American boxing referee (1936–1983)

Richard Green (September 1, 1936 – July 1, 1983) was an American professional boxing referee. He officiated several major bouts, such as Larry Holmes vs. Muhammad Ali in 1980. He was the referee for the lightweight world title fight between world lightweight champion Ray Mancini and challenger Duk Koo Kim, which caused Kim's death four days after the fight ended. Green died by suicide eight months later.

== Background ==
Green was a native of Louisiana and a Golden Gloves boxer in the 1960s.

==Career as referee==
Green presided over several notable fights. One of these was Muhammad Ali's loss to Larry Holmes in 1980.
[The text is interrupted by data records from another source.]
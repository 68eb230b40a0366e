// ⚙️ Configuration - ~/.carbon-ledger/config.toml
//
// Every field is optional. A missing or unreadable file means defaults.

use crate::catalog::{default_offerings, load_offerings_json, Catalog};
use crate::error::LedgerResult;
use serde::Deserialize;
use std::path::PathBuf;

/// Budget offered when the caller does not name one
pub const DEFAULT_BUDGET_USD: f64 = 25.0;

pub const DEFAULT_SERVER_ADDR: &str = "0.0.0.0:3000";

#[derive(Debug, Default, Clone, Deserialize)]
pub struct LedgerConfig {
    pub database_path: Option<PathBuf>,
    /// JSON pricing-feed export; built-in offerings when absent
    pub catalog_path: Option<PathBuf>,
    pub catalog_max_age_secs: Option<i64>,
    pub default_budget_usd: Option<f64>,
    pub server_addr: Option<String>,
}

impl LedgerConfig {
    /// Load from the default location, falling back to defaults
    pub fn load() -> Self {
        match config_path() {
            Some(path) => Self::load_from(&path),
            None => Self::default(),
        }
    }

    pub fn load_from(path: &std::path::Path) -> Self {
        if !path.exists() {
            return Self::default();
        }

        let content = match std::fs::read_to_string(path) {
            Ok(content) => content,
            Err(err) => {
                tracing::warn!("Failed to read config at {:?}: {}", path, err);
                return Self::default();
            }
        };

        match toml::from_str(&content) {
            Ok(config) => config,
            Err(err) => {
                tracing::warn!("Failed to parse config at {:?}: {}", path, err);
                Self::default()
            }
        }
    }

    pub fn path() -> Option<PathBuf> {
        config_path()
    }

    pub fn database_path(&self) -> PathBuf {
        self.database_path
            .clone()
            .or_else(|| data_dir().map(|dir| dir.join("ledger.db")))
            .unwrap_or_else(|| PathBuf::from("ledger.db"))
    }

    pub fn default_budget_usd(&self) -> f64 {
        self.default_budget_usd
            .filter(|b| b.is_finite() && *b > 0.0)
            .unwrap_or(DEFAULT_BUDGET_USD)
    }

    pub fn server_addr(&self) -> String {
        self.server_addr
            .clone()
            .unwrap_or_else(|| DEFAULT_SERVER_ADDR.to_string())
    }

    /// Build the catalog this configuration describes
    pub fn catalog(&self) -> LedgerResult<Catalog> {
        let mut catalog = Catalog::new();
        if let Some(secs) = self.catalog_max_age_secs.filter(|s| *s > 0) {
            catalog = catalog.with_max_age(chrono::Duration::seconds(secs));
        }

        let offerings = match &self.catalog_path {
            Some(path) => load_offerings_json(path)?,
            None => default_offerings(),
        };
        catalog.replace(offerings)?;

        Ok(catalog)
    }
}

fn data_dir() -> Option<PathBuf> {
    dirs::home_dir().map(|home| home.join(".carbon-ledger"))
}

fn config_path() -> Option<PathBuf> {
    data_dir().map(|dir| dir.join("config.toml"))
}
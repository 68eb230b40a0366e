// 💾 Snapshots & Imports
//
// JSON snapshot: the full ordered entry list, nothing derived. One stream of
// both kinds so the cross-kind insertion order survives a round trip.
// CSV import: bank-feed exports turned into emissions, row by row.

use crate::error::{LedgerError, LedgerResult};
use crate::ledger::Ledger;
use crate::records::{EmissionMethod, EmissionRecord, LedgerEntry, NewEmission};
use serde::{Deserialize, Serialize};
use std::path::{Path, PathBuf};

// ============================================================================
// JSON SNAPSHOT
// ============================================================================

#[derive(Debug, Clone, PartialEq, Serialize, Deserialize)]
pub struct LedgerSnapshot {
    pub entries: Vec<LedgerEntry>,
}

impl LedgerSnapshot {
    pub fn from_ledger(ledger: &Ledger) -> Self {
        LedgerSnapshot {
            entries: ledger.entries(),
        }
    }
}

fn temp_path(path: &Path) -> PathBuf {
    let mut name = path.file_name().map(|n| n.to_os_string()).unwrap_or_default();
    name.push(".tmp");
    path.with_file_name(name)
}

/// Write the snapshot next to `path` then rename over it, so a crash never
/// leaves a half-written file behind.
pub fn save_snapshot(ledger: &Ledger, path: &Path) -> LedgerResult<usize> {
    let snapshot = LedgerSnapshot::from_ledger(ledger);
    let json = serde_json::to_string_pretty(&snapshot)?;

    let tmp = temp_path(path);
    std::fs::write(&tmp, json)?;
    std::fs::rename(&tmp, path)?;

    tracing::info!(path = %path.display(), entries = snapshot.entries.len(), "snapshot saved");
    Ok(snapshot.entries.len())
}

pub fn load_snapshot(path: &Path) -> LedgerResult<LedgerSnapshot> {
    let content = std::fs::read_to_string(path)?;
    let snapshot: LedgerSnapshot = serde_json::from_str(&content)?;
    Ok(snapshot)
}

/// Load a snapshot file into an empty ledger, all entries or none
pub fn import_snapshot(ledger: &Ledger, path: &Path) -> LedgerResult<usize> {
    let snapshot = load_snapshot(path)?;
    ledger.restore(snapshot.entries)
}

// ============================================================================
// CSV BANK-FEED IMPORT
// ============================================================================

/// One row of a bank-feed export: `date,source,amount_kg,category,method`
#[derive(Debug, Deserialize)]
struct CsvEmissionRow {
    date: String,
    source: String,
    amount_kg: f64,
    category: String,
    #[serde(default)]
    method: Option<String>,
}

impl CsvEmissionRow {
    fn into_draft(self) -> Result<NewEmission, String> {
        let category = self.category.parse()?;
        let method = match self.method.as_deref().map(str::trim) {
            None | Some("") => EmissionMethod::BankTransaction,
            Some(raw) => raw.parse()?,
        };

        Ok(NewEmission::new(&self.source, self.amount_kg, category, method).with_date(&self.date))
    }
}

#[derive(Debug, Clone)]
pub struct RejectedRow {
    /// 1-based data row (header excluded)
    pub row: usize,
    pub reason: String,
}

#[derive(Debug, Clone, Default)]
pub struct CsvImportReport {
    pub accepted: Vec<EmissionRecord>,
    pub rejected: Vec<RejectedRow>,
}

impl CsvImportReport {
    pub fn total_kg(&self) -> f64 {
        self.accepted.iter().map(|e| e.amount_kg).sum()
    }

    pub fn summary(&self) -> String {
        format!(
            "{} emission(s) imported ({:.2} kg), {} row(s) rejected",
            self.accepted.len(),
            self.total_kg(),
            self.rejected.len()
        )
    }
}

/// Parse a bank-feed CSV into drafts; bad rows are reported, not fatal
pub fn load_emissions_csv(path: &Path) -> LedgerResult<Vec<(usize, Result<NewEmission, String>)>> {
    let mut rdr = csv::ReaderBuilder::new().trim(csv::Trim::All).from_path(path)?;

    let mut rows = Vec::new();
    for (index, result) in rdr.deserialize::<CsvEmissionRow>().enumerate() {
        let draft = match result {
            Ok(row) => row.into_draft(),
            Err(e) => Err(e.to_string()),
        };
        rows.push((index + 1, draft));
    }

    Ok(rows)
}

/// Append every valid row through `add_emission`. Each row stands alone.
pub fn import_emissions_csv(ledger: &Ledger, path: &Path) -> LedgerResult<CsvImportReport> {
    let mut report = CsvImportReport::default();

    for (row, draft) in load_emissions_csv(path)? {
        let outcome = draft.and_then(|draft| {
            ledger.add_emission(draft).map_err(|e| match e {
                LedgerError::Validation(errors) => errors
                    .iter()
                    .map(|e| e.to_string())
                    .collect::<Vec<_>>()
                    .join("; "),
                other => other.to_string(),
            })
        });

        match outcome {
            Ok(record) => report.accepted.push(record),
            Err(reason) => {
                tracing::warn!(row, %reason, "csv row rejected");
                report.rejected.push(RejectedRow { row, reason });
            }
        }
    }

    tracing::info!(path = %path.display(), summary = %report.summary(), "csv import finished");
    Ok(report)
}

#[cfg(test)]
mod tests {
    use super::*;
    use crate::catalog::default_offerings;
    use crate::optimizer::{allocate, checkout};
    use crate::records::EmissionCategory;

    fn sample_ledger() -> Ledger {
        let ledger = Ledger::new();
        ledger
            .add_emission(
                NewEmission::new("Uber ride SFO → SJC", 14.2, EmissionCategory::Transport, EmissionMethod::BankTransaction)
                    .with_date("2025-02-01T09:00:00Z"),
            )
            .unwrap();
        ledger
            .add_emission(
                NewEmission::new("Delta Flight (SFO-JFK)", 420.5, EmissionCategory::Flight, EmissionMethod::AutoDetected)
                    .with_date("2025-01-30T18:00:00Z"),
            )
            .unwrap();
        let plan = allocate(50.0, 42.5, &default_offerings()).unwrap();
        checkout(&ledger, &plan).unwrap();
        ledger
    }

    #[test]
    fn test_snapshot_round_trip_through_file() {
        let dir = tempfile::tempdir().unwrap();
        let path = dir.path().join("ledger.json");
        let ledger = sample_ledger();

        assert_eq!(save_snapshot(&ledger, &path).unwrap(), 3);
        assert!(!temp_path(&path).exists());

        let restored = Ledger::new();
        assert_eq!(import_snapshot(&restored, &path).unwrap(), 3);

        assert_eq!(restored.entries(), ledger.entries());
        assert_eq!(restored.balance(), ledger.balance());
        assert_eq!(restored.activity(None), ledger.activity(None));
    }

    #[test]
    fn test_snapshot_has_no_derived_fields() {
        let snapshot = LedgerSnapshot::from_ledger(&sample_ledger());
        let json = serde_json::to_value(&snapshot).unwrap();

        let keys: Vec<&String> = json.as_object().unwrap().keys().collect();
        assert_eq!(keys, vec!["entries"]);
        assert_eq!(json["entries"][0]["kind"], "emission");
        assert_eq!(json["entries"][2]["kind"], "removal");
        assert!(json.to_string().find("balance").is_none());
    }

    #[test]
    fn test_invalid_snapshot_imports_nothing() {
        let dir = tempfile::tempdir().unwrap();
        let path = dir.path().join("broken.json");

        let mut snapshot = LedgerSnapshot::from_ledger(&sample_ledger());
        if let LedgerEntry::Emission(e) = &mut snapshot.entries[1] {
            e.amount_kg = -1.0;
        }
        std::fs::write(&path, serde_json::to_string(&snapshot).unwrap()).unwrap();

        let ledger = Ledger::new();
        let result = import_snapshot(&ledger, &path);

        assert!(matches!(result, Err(LedgerError::Validation(_))));
        assert!(ledger.is_empty());
    }

    #[test]
    fn test_csv_import_reports_bad_rows() {
        let dir = tempfile::tempdir().unwrap();
        let path = dir.path().join("feed.csv");
        std::fs::write(
            &path,
            "date,source,amount_kg,category,method\n\
             2025-01-02,Shell Gas Station,18.4,transport,bank_transaction\n\
             2025-01-03,Whole Foods,8.45,food,\n\
             2025-01-04,Mystery,5.0,shopping,manual\n\
             2025-01-05,Negative,-2.0,energy,manual\n\
             not-a-date,PG&E,85.0,energy,manual\n\
             2025-01-06,Bad Number,lots,food,manual\n",
        )
        .unwrap();

        let ledger = Ledger::new();
        let report = import_emissions_csv(&ledger, &path).unwrap();

        assert_eq!(report.accepted.len(), 2);
        assert_eq!(report.accepted[1].method, EmissionMethod::BankTransaction);
        let rejected_rows: Vec<usize> = report.rejected.iter().map(|r| r.row).collect();
        assert_eq!(rejected_rows, vec![3, 4, 5, 6]);

        assert!((ledger.balance() - 26.85).abs() < 1e-9);
        assert!((report.total_kg() - 26.85).abs() < 1e-9);
    }
}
Green officiated two high-profile fights in 1982. Early in the year, he refereed Wilfred Benítez's fight against Roberto Durán for Benitez's super welterweight title. Later, he was the referee in Ray Mancini's first-round knockout of Arturo Frias, a win that gave Mancini the WBA lightweight championship.

On November 13, 1982, Green was assigned to work Mancini's second defense of that title, a match against Korean contender Duk-Koo Kim that was televised across the nation by CBS. The fight ended when Green stopped it after Kim was knocked down early in the fourteenth round, but Kim had taken a severe beating from Mancini throughout the fight and collapsed in the ring shortly thereafter. Four days after the fight, Kim died of massive brain injuries.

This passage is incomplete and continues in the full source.